I would tell you to sit down before you read this blog, but it seems “Sitting for eight or more hours a day can be deadly” (Washington Post).
As a child of the “Just Say No” campaign, it was hard to imagine smoking adults. Of course soon enough I was surrounded by smoking teenagers (who often embraced Marijuana, since cigarettes were deadly…). Yet I had an understanding of my grandparent’s generation. They were addicted before the implications were apparent. They started and were hooked long before studies connected smoking to lung cancer. You might have argued a product that brings fits of coughing should not be inhaled. But, as a counter argument, exercising is painful at first.
This idea of not understanding the consequences, makes me wonder about my current actions. I worry about the day when coffee will become linked to some horrible disease. How will I explain to my grandchild why “grumps” still drinks black death? (I am not very hopeful on kicking the habit…)
There are real warning signs that to point to environmental calamity. Just today the UN released a report that CO2 levels continue to rise and last year showed the biggest year to year increase in thirty years. Yet I never pause driving my car. So I may someday need to explain my affinity for fossil fuel powered automobiles.
Add to this the potential dangers of plastics and preservatives and sitting in chairs… At some point our brains are left unable to make choices. So many decisions might lead to our early death or the world’s demise… we might as well drink another soda with a burger and fries. (Did I forget to mention obesity.)

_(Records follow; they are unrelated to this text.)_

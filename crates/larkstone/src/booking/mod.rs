//! Group booking enquiry intake: the domain model, the shared validation
//! schema, the session-scoped store seam, the submission gate, and the
//! HTTP surface (pages and router) that ties them together.

pub mod domain;
pub mod pages;
pub mod router;
pub mod service;
pub mod store;
pub mod validation;

#[cfg(test)]
mod tests;

pub use domain::{BookingEnquiry, EnquiryDraft, EnquiryField, GroupSize, SubmissionReceipt};
pub use router::{booking_router, SiteState};
pub use service::{EnquiryService, SubmissionError, SubmissionGate};
pub use store::{BookingStore, SessionId};
pub use validation::{EnquirySchema, FieldError, FieldErrors};
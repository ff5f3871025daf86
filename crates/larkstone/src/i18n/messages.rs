use super::Locale;

/// All localized user-facing strings for one locale.
///
/// Strings are stored raw; page rendering escapes user input but inserts
/// these catalog entries verbatim.
#[derive(Debug, Clone)]
pub struct Messages {
    // ---- chrome ----
    pub brand: &'static str,
    pub page_title: &'static str,
    pub language_label: &'static str,

    // ---- landing page ----
    pub landing_heading: &'static str,
    pub landing_intro: &'static str,
    pub landing_cta: &'static str,

    // ---- booking form ----
    pub form_heading: &'static str,
    pub form_intro: &'static str,
    pub label_first_name: &'static str,
    pub label_last_name: &'static str,
    pub label_email: &'static str,
    pub label_phone: &'static str,
    pub label_company: &'static str,
    pub label_group_size: &'static str,
    pub label_arrival_date: &'static str,
    pub label_departure_date: &'static str,
    pub label_location: &'static str,
    pub label_requirements: &'static str,
    pub group_size_placeholder: &'static str,
    pub submit_label: &'static str,
    /// Form-level notice shown when the submission gate fails.
    pub submission_failed: &'static str,

    // ---- validation messages, one per required rule ----
    pub error_first_name: &'static str,
    pub error_last_name: &'static str,
    pub error_email: &'static str,
    pub error_phone: &'static str,
    pub error_company: &'static str,
    pub error_group_size: &'static str,
    pub error_arrival_date: &'static str,
    pub error_departure_date: &'static str,
    pub error_location: &'static str,

    // ---- confirmation page ----
    pub success_heading: &'static str,
    pub success_intro: &'static str,
    pub no_booking: &'static str,
    pub done_label: &'static str,

    // ---- not found ----
    pub not_found_heading: &'static str,
    pub not_found_body: &'static str,
}

impl Messages {
    pub fn for_locale(locale: Locale) -> &'static Messages {
        match locale {
            Locale::EnGb => &EN_GB,
            Locale::DeDe => &DE_DE,
        }
    }
}

pub const EN_GB: Messages = Messages {
    brand: "Larkstone Hotels",
    page_title: "Larkstone Hotels Group Booking",
    language_label: "Language",

    landing_heading: "Larkstone Hotels",
    landing_intro: "Welcome to the Larkstone Hotels Group Booking Portal. We offer comfortable accommodations for groups of all sizes.",
    landing_cta: "Book us now",

    form_heading: "Group Booking",
    form_intro: "Planning a stay for your team or event? Tell us what you need and we will get back to you.",
    label_first_name: "First Name",
    label_last_name: "Last Name",
    label_email: "Email Address",
    label_phone: "Phone Number",
    label_company: "Company Name",
    label_group_size: "Group Size",
    label_arrival_date: "Arrival Date",
    label_departure_date: "Departure Date",
    label_location: "Preferred Location",
    label_requirements: "Special Requirements",
    group_size_placeholder: "Select group size",
    submit_label: "Submit Booking",
    submission_failed: "Something went wrong while submitting your enquiry. Please try again.",

    error_first_name: "First name is required",
    error_last_name: "Last name is required",
    error_email: "Invalid email address",
    error_phone: "Phone number must be at least 10 digits",
    error_company: "Company name is required",
    error_group_size: "Group size is required",
    error_arrival_date: "Arrival date is required",
    error_departure_date: "Departure date is required",
    error_location: "Location is required",

    success_heading: "Booking Confirmed",
    success_intro: "Thank you for your booking enquiry. Our team will be in touch shortly.",
    no_booking: "No booking data found",
    done_label: "Done",

    not_found_heading: "Page not found",
    not_found_body: "The page you are looking for does not exist.",
};

pub const DE_DE: Messages = Messages {
    brand: "Larkstone Hotels",
    page_title: "Larkstone Hotels Gruppenbuchung",
    language_label: "Sprache",

    landing_heading: "Larkstone Hotels",
    landing_intro: "Willkommen im Gruppenbuchungsportal von Larkstone Hotels. Wir bieten komfortable Unterkünfte für Gruppen jeder Größe.",
    landing_cta: "Jetzt buchen",

    form_heading: "Gruppenbuchung",
    form_intro: "Sie planen einen Aufenthalt für Ihr Team oder Ihre Veranstaltung? Sagen Sie uns, was Sie brauchen, und wir melden uns bei Ihnen.",
    label_first_name: "Vorname",
    label_last_name: "Nachname",
    label_email: "E-Mail-Adresse",
    label_phone: "Telefonnummer",
    label_company: "Firmenname",
    label_group_size: "Gruppengröße",
    label_arrival_date: "Anreisedatum",
    label_departure_date: "Abreisedatum",
    label_location: "Bevorzugter Standort",
    label_requirements: "Besondere Wünsche",
    group_size_placeholder: "Gruppengröße wählen",
    submit_label: "Buchung absenden",
    submission_failed: "Beim Absenden Ihrer Anfrage ist ein Fehler aufgetreten. Bitte versuchen Sie es erneut.",

    error_first_name: "Vorname ist erforderlich",
    error_last_name: "Nachname ist erforderlich",
    error_email: "Ungültige E-Mail-Adresse",
    error_phone: "Telefonnummer muss mindestens 10 Zeichen haben",
    error_company: "Firmenname ist erforderlich",
    error_group_size: "Gruppengröße ist erforderlich",
    error_arrival_date: "Anreisedatum ist erforderlich",
    error_departure_date: "Abreisedatum ist erforderlich",
    error_location: "Standort ist erforderlich",

    success_heading: "Buchung bestätigt",
    success_intro: "Vielen Dank für Ihre Buchungsanfrage. Unser Team meldet sich in Kürze bei Ihnen.",
    no_booking: "Keine Buchungsdaten gefunden",
    done_label: "Fertig",

    not_found_heading: "Seite nicht gefunden",
    not_found_body: "Die gesuchte Seite existiert nicht.",
};

#[cfg(test)]
mod tests {
    use super::*;

    #[test]
    fn each_locale_resolves_to_its_catalog() {
        assert_eq!(
            Messages::for_locale(Locale::EnGb).error_first_name,
            "First name is required"
        );
        assert_eq!(
            Messages::for_locale(Locale::DeDe).error_first_name,
            "Vorname ist erforderlich"
        );
    }

    #[test]
    fn catalogs_share_the_brand() {
        for locale in Locale::ALL {
            assert_eq!(Messages::for_locale(locale).brand, "Larkstone Hotels");
        }
    }
}
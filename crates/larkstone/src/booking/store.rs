use std::fmt;

use uuid::Uuid;

use super::domain::BookingEnquiry;

/// Identifier for one browsing session, carried by the session cookie.
#[derive(Debug, Clone, Copy, PartialEq, Eq, Hash)]
pub struct SessionId(Uuid);

impl SessionId {
    pub fn new() -> Self {
        Self(Uuid::new_v4())
    }

    /// Parse a cookie value. Anything that is not a UUID is treated as no
    /// session rather than an error.
    pub fn parse(value: &str) -> Option<Self> {
        Uuid::parse_str(value).ok().map(Self)
    }
}

impl Default for SessionId {
    fn default() -> Self {
        Self::new()
    }
}

impl fmt::Display for SessionId {
    fn fmt(&self, f: &mut fmt::Formatter<'_>) -> fmt::Result {
        self.0.fmt(f)
    }
}

/// Single-slot storage for the most recent submitted enquiry per session.
///
/// `put` overwrites any prior value for the session; there is no history
/// and no multi-booking. Implementations decide how "session end" is
/// realized (the in-memory store expires slots after a TTL).
pub trait BookingStore: Send + Sync {
    fn put(&self, session: SessionId, enquiry: BookingEnquiry);
    fn get(&self, session: &SessionId) -> Option<BookingEnquiry>;
}
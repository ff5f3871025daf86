use crate::infra::AppState;
use axum::http::{header, StatusCode};
use axum::response::IntoResponse;
use axum::Extension;
use axum::Json;
use larkstone::booking::{booking_router, BookingStore, SiteState, SubmissionGate};
use serde_json::json;
use std::sync::Arc;

/// The booking site plus the service's operational endpoints.
pub(crate) fn with_site_routes<S, G>(state: Arc<SiteState<S, G>>) -> axum::Router
where
    S: BookingStore + 'static,
    G: SubmissionGate + 'static,
{
    booking_router(state)
        .route("/health", axum::routing::get(healthcheck))
        .route("/ready", axum::routing::get(readiness_endpoint))
        .route("/metrics", axum::routing::get(metrics_endpoint))
}

pub(crate) async fn healthcheck() -> Json<serde_json::Value> {
    Json(json!({ "status": "ok" }))
}

pub(crate) async fn readiness_endpoint(Extension(state): Extension<AppState>) -> impl IntoResponse {
    let ready = state.readiness.load(std::sync::atomic::Ordering::Relaxed);
    let status = if ready {
        StatusCode::OK
    } else {
        StatusCode::SERVICE_UNAVAILABLE
    };

    let payload = if ready {
        json!({ "status": "ready" })
    } else {
        json!({ "status": "initializing" })
    };

    (status, Json(payload))
}

pub(crate) async fn metrics_endpoint(Extension(state): Extension<AppState>) -> impl IntoResponse {
    (
        StatusCode::OK,
        [(header::CONTENT_TYPE, "text/plain; version=0.0.4")],
        state.metrics.render(),
    )
}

Logic would decide “better to be safe than sorry”, but who makes safe decision? Most of us can make good decisions for other people. There is no secret to identifying the problem/solution when I counsel. Anyone could. The secret, one I often do not find, is how to motivate the person to make the right choice. As people we seem unable to make choices for our own best interest. We have so much, even too much, knowledge. But we have no idea how to wield it for our own sake. Our selfishness, our need for instant gratification, gets in the way…
Our hope must come from the outside. From the one who stands at the door and knocks. In communion with Christ even our mundane decisions should become His. Thankfully God likes to walk in the garden, which should keep me from sitting at this desk too long.